Pembrokeshire, currently facing a projected funding gap of £31.9m, has historically had the lowest council tax in Wales.

For comparison, the current 2023-’24 average Band D base council tax – before police and town/community council parts of the overall bill are included – for Pembrokeshire is £1,342.86, compared to Ceredigion and Carmarthenshire at £1,553.60 and £1,490.97 respectively.

If the council had Ceredigion’s level of council tax for 2023-24, it would have had an additional £11.758m income and if it had Carmarthenshire’s it would have had an additional £8.264m.

Pembrokeshire Cabinet Member for Corporate Finance Cllr Alec Cormack said: “For 2024-25, Pembrokeshire County Council is facing additional demand pressures in statutory services (adult and children’s social care, homelessness and education).

“This means we need an extra £17m to provide these services next year – this alone is equivalent to an increase of over 26 per cent on council tax. Additionally, we face inflationary pressures of £22.8m.

“Our funding gap, after the AEF money we’ll receive from Welsh Government, is £31.9m.

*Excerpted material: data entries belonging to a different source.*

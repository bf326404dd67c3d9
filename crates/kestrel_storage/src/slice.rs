//! The slice capability boundary.
//!
//! A [`Slice`] is one storage shard of a partition: the unit of snapshot
//! creation and rollback. The coordinator never sees storage internals; it
//! drives slices through this trait and holds storage snapshots only through
//! refcounted [`SnapshotRef`] guards.

use std::fmt;
use std::sync::Arc;
use std::time::Instant;

use async_trait::async_trait;

use kestrel_common::timestamp::TsVector;
use kestrel_common::types::SliceId;
use kestrel_common::KestrelResult;

/// Descriptor of a snapshot a slice has materialized.
#[derive(Debug, Clone)]
pub struct SnapshotInfo {
    pub ts: TsVector,
    /// True when the snapshot was committed to stable storage.
    pub committed: bool,
}

impl SnapshotInfo {
    /// Out-of-sequence-order snapshots are never valid rollback targets.
    pub fn is_oso(&self) -> bool {
        self.ts.snap_type.is_oso()
    }
}

impl fmt::Display for SnapshotInfo {
    fn fmt(&self, f: &mut fmt::Formatter<'_>) -> fmt::Result {
        write!(
            f,
            "snapinfo(crc64={}, committed={}, type={:?})",
            self.ts.crc64, self.committed, self.ts.snap_type
        )
    }
}

/// An open, refcounted storage snapshot.
///
/// `open` and `close` adjust the storage-level reference count; the snapshot
/// stays reclaimable-never while the count is above zero.
pub trait StorageSnapshot: Send + Sync {
    fn info(&self) -> SnapshotInfo;
    fn timestamp(&self) -> TsVector;
    fn open(&self);
    fn close(&self);
    fn ref_count(&self) -> u64;
}

/// Owning guard over one reference to a [`StorageSnapshot`].
///
/// Cloning a guard bumps the storage refcount; dropping it releases exactly
/// one reference. Passing a `SnapshotRef` by value transfers ownership of the
/// reference, which is what keeps the release-exactly-once discipline a
/// compile-time property instead of a convention.
pub struct SnapshotRef {
    snap: Arc<dyn StorageSnapshot>,
}

impl SnapshotRef {
    /// Adopt an already-counted reference (e.g. the one `open_snapshot`
    /// returns).
    pub fn adopt(snap: Arc<dyn StorageSnapshot>) -> Self {
        SnapshotRef { snap }
    }

    /// Take an additional reference on the same storage snapshot.
    pub fn clone_ref(&self) -> Self {
        self.snap.open();
        SnapshotRef {
            snap: Arc::clone(&self.snap),
        }
    }

    pub fn timestamp(&self) -> TsVector {
        self.snap.timestamp()
    }

    pub fn info(&self) -> SnapshotInfo {
        self.snap.info()
    }

    pub fn ref_count(&self) -> u64 {
        self.snap.ref_count()
    }
}

impl Drop for SnapshotRef {
    fn drop(&mut self) {
        self.snap.close();
    }
}

impl fmt::Debug for SnapshotRef {
    fn fmt(&self, f: &mut fmt::Formatter<'_>) -> fmt::Result {
        write!(f, "SnapshotRef(refs={})", self.snap.ref_count())
    }
}

/// Storage statistics reported by a slice.
#[derive(Debug, Clone, Default)]
pub struct SliceStats {
    pub data_size: i64,
    pub data_size_on_disk: i64,
    pub log_space: i64,
    pub disk_size: i64,
    pub mem_used: i64,
    pub get_bytes: i64,
    pub insert_bytes: i64,
    pub delete_bytes: i64,
    pub extra_snap_data_size: i64,
}

impl SliceStats {
    /// Fraction of log space not occupied by live data.
    pub fn fragmentation(&self) -> f64 {
        if self.log_space <= 0 {
            return 0.0;
        }
        let wasted = if self.data_size_on_disk != 0 && self.log_space > self.data_size_on_disk {
            self.log_space - self.data_size_on_disk
        } else {
            0
        };
        wasted as f64 * 100.0 / self.log_space as f64
    }
}

/// Abstract per-partition storage capability.
///
/// Async methods are the suspension points of the coordinator; none of them
/// is ever called under a snapshot container lock. `get_snapshots` returns
/// descriptors newest-first.
#[async_trait]
pub trait Slice: Send + Sync {
    fn id(&self) -> SliceId;

    /// Materialize a new snapshot at `ts`, committing when asked.
    async fn new_snapshot(&self, ts: &TsVector, commit: bool) -> KestrelResult<SnapshotInfo>;

    /// Open a snapshot for reading; the returned guard owns one reference.
    async fn open_snapshot(&self, info: &SnapshotInfo) -> KestrelResult<SnapshotRef>;

    /// Descriptors of all retained snapshots, newest first.
    async fn get_snapshots(&self) -> KestrelResult<Vec<SnapshotInfo>>;

    /// Revert the slice's contents to `info`.
    async fn rollback(&self, info: &SnapshotInfo) -> KestrelResult<()>;

    /// Discard everything; the slice restarts from an empty state.
    async fn rollback_to_zero(&self) -> KestrelResult<()>;

    /// Mutations arrived since the last commit.
    fn is_dirty(&self) -> bool;

    /// Hook called when a flush batch has fully drained into the slice.
    fn flush_done(&self);

    fn last_rollback_ts(&self) -> Option<TsVector>;
    fn set_last_rollback_ts(&self, ts: Option<TsVector>);

    fn incr_ref(&self);
    fn decr_ref(&self);
    /// Take a reference unless the slice is already being torn down.
    fn check_and_incr_ref(&self) -> bool;

    async fn statistics(&self, consumer_filter: u64) -> KestrelResult<SliceStats>;

    async fn compact(&self, deadline: Instant, min_frag: f64) -> KestrelResult<()>;
}
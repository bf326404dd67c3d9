//! Scan consistency modes and the snapshot freshness predicate.

use serde::{Deserialize, Serialize};

use crate::timestamp::TsVector;

/// Freshness a scan demands from the snapshot it runs against.
#[derive(Debug, Clone, Copy, PartialEq, Eq, Serialize, Deserialize)]
pub enum Consistency {
    /// Any snapshot will do.
    Any,
    /// Request carries an explicit target timestamp the snapshot must reach.
    Query,
    /// Like `Query`, but the target timestamp is the upstream's current
    /// position fetched at request arrival.
    Session,
    /// Reserved for synchronized-commit deployments; treated as satisfied.
    Absolute,
}

impl std::fmt::Display for Consistency {
    fn fmt(&self, f: &mut std::fmt::Formatter<'_>) -> std::fmt::Result {
        match self {
            Consistency::Any => write!(f, "any"),
            Consistency::Query => write!(f, "query"),
            Consistency::Session => write!(f, "session"),
            Consistency::Absolute => write!(f, "absolute"),
        }
    }
}

/// Does a snapshot at `snap_ts` satisfy `(cons, req_ts)`?
///
/// `Query` and `Session` both demand `snap_ts >= req_ts` seqno-wise, with
/// vbuuids matched where the request pins one. A request without a timestamp
/// is satisfied by anything.
pub fn is_snapshot_consistent(
    snap_ts: &TsVector,
    cons: Consistency,
    req_ts: Option<&TsVector>,
) -> bool {
    match cons {
        Consistency::Any | Consistency::Absolute => true,
        Consistency::Query | Consistency::Session => match req_ts {
            None => true,
            Some(req) => snap_ts.equal_or_greater(req, true),
        },
    }
}

#[cfg(test)]
mod tests {
    use super::*;
    use crate::types::KeyspaceId;

    fn ts(seqnos: &[u64]) -> TsVector {
        let mut t = TsVector::new(KeyspaceId::new("b"), seqnos.len());
        t.seqnos = seqnos.to_vec();
        t
    }

    #[test]
    fn test_any_and_absolute_always_pass() {
        let snap = ts(&[0, 0]);
        let req = ts(&[9, 9]);
        assert!(is_snapshot_consistent(&snap, Consistency::Any, Some(&req)));
        assert!(is_snapshot_consistent(&snap, Consistency::Absolute, Some(&req)));
    }

    #[test]
    fn test_query_requires_reaching_target() {
        let snap = ts(&[5, 5]);
        assert!(is_snapshot_consistent(&snap, Consistency::Query, Some(&ts(&[5, 4]))));
        assert!(!is_snapshot_consistent(&snap, Consistency::Query, Some(&ts(&[5, 6]))));
        assert!(is_snapshot_consistent(&snap, Consistency::Query, None));
    }

    #[test]
    fn test_query_pins_vbuuids() {
        let mut snap = ts(&[5, 5]);
        snap.vbuuids = vec![1, 2];
        let mut req = ts(&[5, 5]);
        req.vbuuids = vec![1, 3];
        assert!(!is_snapshot_consistent(&snap, Consistency::Query, Some(&req)));
        req.vbuuids = vec![1, 0];
        assert!(is_snapshot_consistent(&snap, Consistency::Query, Some(&req)));
    }

    #[test]
    fn test_session_same_predicate_as_query() {
        let snap = ts(&[7]);
        assert!(is_snapshot_consistent(&snap, Consistency::Session, Some(&ts(&[7]))));
        assert!(!is_snapshot_consistent(&snap, Consistency::Session, Some(&ts(&[8]))));
    }
}
impl ScanRequest {
    /// Translate the wire scans into the canonical `scans` list.
    pub(crate) fn fill_scans(&mut self, wire_scans: &[WireScan]) -> KestrelResult<()> {
        // Requests predating composite scans carry a single span.
        if wire_scans.is_empty() {
            let mut scan = Scan::default();
            if let Some(first) = self.keys.first() {
                scan.equals = Some(first.clone());
                scan.scan_type = ScanFilterType::Lookup;
            } else {
                scan.low = self.low.clone();
                scan.high = self.high.clone();
                scan.incl = self.incl;
                scan.scan_type = ScanFilterType::Range;
            }
            self.scans = vec![scan];
            return Ok(());
        }

        if self.is_primary {
            self.fill_scans_primary(wire_scans)
        } else {
            self.fill_scans_secondary(wire_scans)
        }
    }

    fn fill_scans_primary(&mut self, wire_scans: &[WireScan]) -> KestrelResult<()> {
        let mut scans: Vec<Scan> = Vec::new();
        let mut filters: Vec<Filter> = Vec::new();

        for ws in wire_scans {
            if let Some(eq) = ws.equals.first() {
                let key = self.new_key(eq)?;
                filters.push(Filter {
                    composite_filters: Vec::new(),
                    low: key.clone(),
                    high: key,
                    inclusion: Inclusion::Both,
                    scan_type: ScanFilterType::Range,
                });
                continue;
            }

            if ws.filters.is_empty() || are_filters_nil(self, ws) {
                self.scans = vec![Scan::scan_all()];
                return Ok(());
            }

            let fl = &ws.filters[0];
            let l = self.new_low_key(&fl.low)?;
            let h = self.new_high_key(&fl.high)?;

            if h.less_than(&l) {
                scans.push(empty_scan());
                continue;
            }
            // With equal endpoints, only a fully inclusive range selects
            // anything.
            if l.cmp_full(&h) == Ordering::Equal && fl.inclusion != Inclusion::Both {
                scans.push(empty_scan());
                continue;
            }

            filters.push(Filter {
                composite_filters: vec![CompositeElementFilter {
                    low: l.clone(),
                    high: h.clone(),
                    inclusion: fl.inclusion,
                }],
                low: l,
                high: h,
                inclusion: fl.inclusion,
                scan_type: ScanFilterType::Range,
            });
        }

        filters.sort_by(|a, b| {
            if filter_less_than(a, b) {
                Ordering::Less
            } else if filter_less_than(b, a) {
                Ordering::Greater
            } else {
                Ordering::Equal
            }
        });
        for filter in filters {
            scans = merge_filters_for_primary(scans, filter);
        }
        self.scans = scans;
        Ok(())
    }

    fn fill_scans_secondary(&mut self, wire_scans: &[WireScan]) -> KestrelResult<()> {
        let mut filters: Vec<Filter> = Vec::new();
        let mut points: Vec<IndexPoint> = Vec::new();

        for ws in wire_scans {
            if !ws.equals.is_empty() {
                let filter = self.fill_filter_equals(ws)?;
                push_filter_points(&mut points, &mut filters, filter);
                continue;
            }

            if ws.filters.is_empty() || are_filters_nil(self, ws) {
                self.scans = vec![Scan::scan_all()];
                return Ok(());
            }

            let mut comp_filters = Vec::with_capacity(ws.filters.len());
            let mut skip_scan = false;
            for fl in &ws.filters {
                let l = self.new_low_key(&fl.low)?;
                let h = self.new_high_key(&fl.high)?;
                if h.less_than(&l) {
                    skip_scan = true;
                    break;
                }
                comp_filters.push(CompositeElementFilter {
                    low: l,
                    high: h,
                    inclusion: fl.inclusion,
                });
            }
            if skip_scan {
                continue;
            }

            let mut filter = Filter {
                composite_filters: comp_filters,
                low: IndexKey::Min,
                high: IndexKey::Max,
                inclusion: Inclusion::Both,
                scan_type: ScanFilterType::FilterRange,
            };
            self.fill_filter_low_high(&mut filter)?;
            push_filter_points(&mut points, &mut filters, filter);
        }

        points.sort_by(|a, b| {
            if index_point_less_than(a, b) {
                Ordering::Less
            } else if index_point_less_than(b, a) {
                Ordering::Greater
            } else {
                Ordering::Equal
            }
        });
        self.scans = self.compose_scans(&points, &filters);
        Ok(())
    }

    /// Overall `(low, high)` of a filter from its per-position ranges.
    fn fill_filter_low_high(&self, filter: &mut Filter) -> KestrelResult<()> {
        let comp = &filter.composite_filters;
        if !self.defn.has_descending() {
            let mut join_low = true;
            let mut join_high = true;
            if comp[0].low == IndexKey::Min {
                filter.low = IndexKey::Min;
                join_low = false;
            }
            if comp[0].high == IndexKey::Max {
                filter.high = IndexKey::Max;
                join_high = false;
            }

            if join_low {
                let mut lows: Vec<&[u8]> = Vec::new();
                for f in comp {
                    match f.low.bytes() {
                        Some(b) => lows.push(b),
                        None => break,
                    }
                }
                filter.low = IndexKey::Key(codec::join_array(&lows));
            }
            if join_high {
                let mut highs: Vec<&[u8]> = Vec::new();
                for f in comp {
                    match f.high.bytes() {
                        Some(b) => highs.push(b),
                        None => break,
                    }
                }
                filter.high = IndexKey::Key(codec::join_array(&highs));
            }
            return Ok(());
        }

        // Descending positions exchange their endpoints before joining.
        let mut lows2: Vec<IndexKey> = Vec::new();
        let mut highs2: Vec<IndexKey> = Vec::new();
        for (i, f) in comp.iter().enumerate() {
            if self.defn.is_desc(i) {
                lows2.push(f.high.clone());
                highs2.push(f.low.clone());
            } else {
                lows2.push(f.low.clone());
                highs2.push(f.high.clone());
            }
        }

        // Joining stops at the first unbounded position.
        if let Some(i) = lows2.iter().position(|k| !k.is_bounded()) {
            lows2.truncate(i);
        }
        if let Some(i) = highs2.iter().position(|k| !k.is_bounded()) {
            highs2.truncate(i);
        }

        filter.low = if lows2.is_empty() {
            IndexKey::Min
        } else {
            let parts: Vec<&[u8]> = lows2.iter().filter_map(|k| k.bytes()).collect();
            let joined = codec::join_array(&parts);
            IndexKey::Key(codec::reverse_collate(&joined, &self.defn.desc[..lows2.len().min(self.defn.desc.len())])?)
        };
        filter.high = if highs2.is_empty() {
            IndexKey::Max
        } else {
            let parts: Vec<&[u8]> = highs2.iter().filter_map(|k| k.bytes()).collect();
            let joined = codec::join_array(&parts);
            IndexKey::Key(codec::reverse_collate(&joined, &self.defn.desc[..highs2.len().min(self.defn.desc.len())])?)
        };
        Ok(())
    }

    /// Lower an equality prefix into a lookup filter.
    fn fill_filter_equals(&self, ws: &WireScan) -> KestrelResult<Filter> {
        let mut elements: Vec<&[u8]> = Vec::with_capacity(ws.equals.len());
        for k in &ws.equals {
            if k.is_empty() {
                return Err(ScanError::InvalidRequest("empty equals key".into()).into());
            }
            elements.push(k);
        }
        let joined = codec::join_array(&elements);
        let eq_key = if self.defn.has_descending() {
            codec::reverse_collate(&joined, &self.defn.desc[..elements.len().min(self.defn.desc.len())])?
        } else {
            joined
        };

        let comp_filters = ws
            .equals
            .iter()
            .map(|k| CompositeElementFilter {
                low: IndexKey::Key(k.clone()),
                high: IndexKey::Key(k.clone()),
                inclusion: Inclusion::Both,
            })
            .collect();

        Ok(Filter {
            composite_filters: comp_filters,
            low: IndexKey::Key(eq_key.clone()),
            high: IndexKey::Key(eq_key),
            inclusion: Inclusion::Both,
            scan_type: ScanFilterType::Lookup,
        })
    }

    /// Sweep sorted points and emit one scan per maximal active span.
    fn compose_scans(&self, points: &[IndexPoint], filters: &[Filter]) -> Vec<Scan> {
        let mut scans: Vec<Scan> = Vec::new();
        let mut active: Vec<usize> = Vec::new();
        let mut span_filters: Vec<usize> = Vec::new();
        let mut low = IndexKey::Min;

        for p in points {
            if active.is_empty() {
                low = p.value.clone();
            }
            if let Some(pos) = active.iter().position(|id| *id == p.filter_id) {
                active.remove(pos);
                if active.is_empty() {
                    // End of an overlapping region. Touching spans merge
                    // instead of emitting a new scan.
                    let merged = match scans.last_mut() {
                        Some(last) if last.high.cmp_prefix(&low) == Ordering::Equal => {
                            for id in &span_filters {
                                last.filters.push(filters[*id].clone());
                            }
                            last.high = p.value.clone();
                            true
                        }
                        _ => false,
                    };
                    if !merged {
                        let mut scan = Scan {
                            low: low.clone(),
                            high: p.value.clone(),
                            incl: Inclusion::Both,
                            scan_type: ScanFilterType::FilterRange,
                            filters: Vec::new(),
                            equals: None,
                        };
                        for id in &span_filters {
                            scan.filters.push(filters[*id].clone());
                        }
                        scans.push(scan);
                    }
                    span_filters.clear();
                }
            } else {
                active.push(p.filter_id);
                span_filters.push(p.filter_id);
            }
        }

        for scan in &mut scans {
            if scan.filters.len() == 1 && scan.filters[0].scan_type == ScanFilterType::Lookup {
                scan.equals = Some(scan.low.clone());
                scan.scan_type = ScanFilterType::Lookup;
            }
            if scan.scan_type == ScanFilterType::FilterRange
                && scan.filters.len() == 1
                && scan.filters[0].composite_filters.len() == 1
            {
                // A single-position filter needs no composite filtering.
                scan.incl =
                    flip_inclusion(scan.filters[0].composite_filters[0].inclusion, &self.defn.desc);
                scan.scan_type = ScanFilterType::Range;
            }
        }
        scans
    }

    /// Mark the key positions that must be exploded or decoded by execution.
    pub(crate) fn set_explode_positions(&mut self) {
        if self.is_primary {
            return;
        }

        let mut max_composite_filters = 0;
        for sc in &self.scans {
            if sc.scan_type != ScanFilterType::FilterRange {
                continue;
            }
            for fl in &sc.filters {
                max_composite_filters = max_composite_filters.max(fl.composite_filters.len());
            }
        }

        for i in 0..max_composite_filters.min(self.explode_positions.len()) {
            self.explode_positions[i] = true;
        }

        if let Some(proj) = &self.projection {
            if proj.project_sec_keys {
                for (i, project) in proj.projection_keys.iter().enumerate() {
                    if *project {
                        self.explode_positions[i] = true;
                    }
                }
            }
        }

        for i in 0..self.explode_positions.len() {
            if self.explode_positions[i] || self.decode_positions[i] {
                self.explode_upto = i as i32;
            }
        }
    }
}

“We are legally required to balance our budget – to match the amount of money coming in against what we spend to provide services. We are planning to make savings on our spending of £12.2m, as well as utilising some council tax premiums to enhance the sustainability of our communities.

“This has allowed us to limit the council tax rise to 16.31 per cent. This weighs up the need to limit council tax rises on residents against the need to preserve services used by many of the most vulnerable people in the county.

“The demand pressures, particularly in social care, are affecting all councils in Wales, but particularly Pembrokeshire, since we have had the lowest council tax in Wales for decades.

“Based on current information, we expect Pembrokeshire to still have one of the lowest council tax levels – probably 18th out of the 22 Welsh local authorities.”

Neighbouring Ceredigion is recommended to back an 11.1 per cent increase at its full council meeting of February 29.